My chance of being a winner?

[Rudbaeck]

Since I bought PokerTracker I've played 21,415 hands, I've won 2.63BB/100, and have a standard deviation of 16.7454BB/100.

How do I calculate the confidence interval of me being a long term winner?

[NUReedy]

You can be 95% confident your true BB/100 hands is within
[2.63 - 1.96(16.745/sqrt(21415), 2.63 + 1.96(16.745/sqrt(21415)]
OR
[2.405, 2.854]

[Rudbaeck]

Thank you. [img]/images/graemlins/smile.gif[/img]

[Rudbaeck]

Giving it some more thought, shouldn't the divisor be sqrt(214.15)?

Both win rate and sd are calculated for sets of 100, so reasonably we should count how many sets of 100 I have?

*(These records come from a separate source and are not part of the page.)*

//! Cancellable dwell timers, one per vehicle.
//!
//! Scene and hospital dwells are scheduled future transitions keyed by the
//! vehicle entity. Scheduling replaces any pending timer for the same
//! vehicle, so a superseded dwell can never fire a duplicate transition
//! against newer state.

use std::collections::BTreeMap;

use bevy::prelude::*;

#[derive(Debug, Clone, Copy, PartialEq, Eq)]
pub enum DwellKind {
    Scene,
    Hospital,
}

#[derive(Debug, Clone, Copy, PartialEq, Eq)]
pub struct DwellTimer {
    pub kind: DwellKind,
    pub remaining: u32,
}

/// Registry of pending dwell timers keyed by vehicle entity.
#[derive(Resource, Debug, Default)]
pub struct DwellTimers {
    timers: BTreeMap<Entity, DwellTimer>,
}

impl DwellTimers {
    /// Schedule a dwell for a vehicle, replacing any pending timer for it.
    pub fn schedule(&mut self, vehicle: Entity, kind: DwellKind, ticks: u32) {
        self.timers.insert(
            vehicle,
            DwellTimer {
                kind,
                remaining: ticks.max(1),
            },
        );
    }

    pub fn cancel(&mut self, vehicle: Entity) {
        self.timers.remove(&vehicle);
    }

    pub fn pending(&self, vehicle: Entity) -> Option<DwellTimer> {
        self.timers.get(&vehicle).copied()
    }

    /// Decrement every pending timer by one tick, removing and returning
    /// the ones that expired.
    pub fn tick_expired(&mut self) -> Vec<(Entity, DwellKind)> {
        let mut expired = Vec::new();
        self.timers.retain(|vehicle, timer| {
            timer.remaining -= 1;
            if timer.remaining == 0 {
                expired.push((*vehicle, timer.kind));
                false
            } else {
                true
            }
        });
        expired
    }
}

#[cfg(test)]
mod tests {
    use super::*;

    #[test]
    fn test_timer_expires_after_scheduled_ticks() {
        let mut timers = DwellTimers::default();
        let v = Entity::from_raw(1);
        timers.schedule(v, DwellKind::Scene, 3);

        assert!(timers.tick_expired().is_empty());
        assert!(timers.tick_expired().is_empty());
        assert_eq!(timers.tick_expired(), vec![(v, DwellKind::Scene)]);
        assert!(timers.pending(v).is_none());
    }

    #[test]
    fn test_reschedule_replaces_pending_timer() {
        let mut timers = DwellTimers::default();
        let v = Entity::from_raw(1);
        timers.schedule(v, DwellKind::Scene, 1);
        timers.schedule(v, DwellKind::Hospital, 2);

        // The superseded scene timer must not fire.
        assert!(timers.tick_expired().is_empty());
        assert_eq!(timers.tick_expired(), vec![(v, DwellKind::Hospital)]);
    }

    #[test]
    fn test_cancel_removes_timer() {
        let mut timers = DwellTimers::default();
        let v = Entity::from_raw(7);
        timers.schedule(v, DwellKind::Hospital, 1);
        timers.cancel(v);
        assert!(timers.tick_expired().is_empty());
    }

    #[test]
    fn test_zero_tick_schedule_fires_next_tick() {
        let mut timers = DwellTimers::default();
        let v = Entity::from_raw(2);
        timers.schedule(v, DwellKind::Scene, 0);
        assert_eq!(timers.tick_expired(), vec![(v, DwellKind::Scene)]);
    }

    #[test]
    fn test_independent_timers_per_vehicle() {
        let mut timers = DwellTimers::default();
        let a = Entity::from_raw(1);
        let b = Entity::from_raw(2);
        timers.schedule(a, DwellKind::Scene, 1);
        timers.schedule(b, DwellKind::Hospital, 2);

        assert_eq!(timers.tick_expired(), vec![(a, DwellKind::Scene)]);
        assert_eq!(timers.tick_expired(), vec![(b, DwellKind::Hospital)]);
    }
}
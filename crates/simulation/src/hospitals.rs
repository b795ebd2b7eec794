//! Hospital reference data: static for the session, consulted when a
//! vehicle leaves an incident scene to pick the nearest drop-off point.

use bevy::prelude::*;
use serde::{Deserialize, Serialize};

use crate::geo::{self, Location};

#[derive(Debug, Clone, Serialize, Deserialize)]
pub struct Hospital {
    pub id: String,
    pub name: String,
    pub location: Location,
    pub total_beds: u32,
    pub available_beds: u32,
}

/// All hospitals known to the session. Populated once at bootstrap.
#[derive(Resource, Debug, Clone, Default)]
pub struct HospitalDirectory {
    pub hospitals: Vec<Hospital>,
}

impl HospitalDirectory {
    /// Nearest hospital by planar distance, or `None` when the directory is
    /// empty. Ties keep the first entry.
    pub fn nearest(&self, from: Location) -> Option<&Hospital> {
        let mut best: Option<(&Hospital, f64)> = None;
        for hospital in &self.hospitals {
            let d = geo::planar_distance(hospital.location, from);
            if best.as_ref().is_none_or(|(_, bd)| d < *bd) {
                best = Some((hospital, d));
            }
        }
        best.map(|(h, _)| h)
    }
}

#[cfg(test)]
mod tests {
    use super::*;

    fn hospital(id: &str, lat: f64, lng: f64) -> Hospital {
        Hospital {
            id: id.to_string(),
            name: format!("{id} Hospital"),
            location: Location::new(lat, lng),
            total_beds: 50,
            available_beds: 35,
        }
    }

    #[test]
    fn test_nearest_picks_closest() {
        let dir = HospitalDirectory {
            hospitals: vec![hospital("H-001", 0.0, 0.0), hospital("H-002", 1.0, 1.0)],
        };
        let near = dir.nearest(Location::new(0.9, 0.9)).unwrap();
        assert_eq!(near.id, "H-002");
    }

    #[test]
    fn test_nearest_empty_directory() {
        let dir = HospitalDirectory::default();
        assert!(dir.nearest(Location::new(0.0, 0.0)).is_none());
    }

    #[test]
    fn test_nearest_tie_keeps_first() {
        let dir = HospitalDirectory {
            hospitals: vec![hospital("H-001", 0.0, 1.0), hospital("H-002", 1.0, 0.0)],
        };
        let near = dir.nearest(Location::new(0.0, 0.0)).unwrap();
        assert_eq!(near.id, "H-001");
    }
}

That would give a 95% confidence interval that I am within a deviation of 2.63+-1.96(16.7454/sqrt(214.15))=2.63+-2.24

[Nottom]

[ QUOTE ]
Giving it some more thought, shouldn't the divisor be sqrt(214.15)?

[/ QUOTE ]

yes

[ QUOTE ]
That would give a 95% confidence interval that I am within a deviation of 2.63+-1.96(16.7454/sqrt(214.15))=2.63+-2.24

[/ QUOTE ]

This is probably about right, now you see why people are always saying you need many many many hands to have even a reasonable estimate of your true winrate.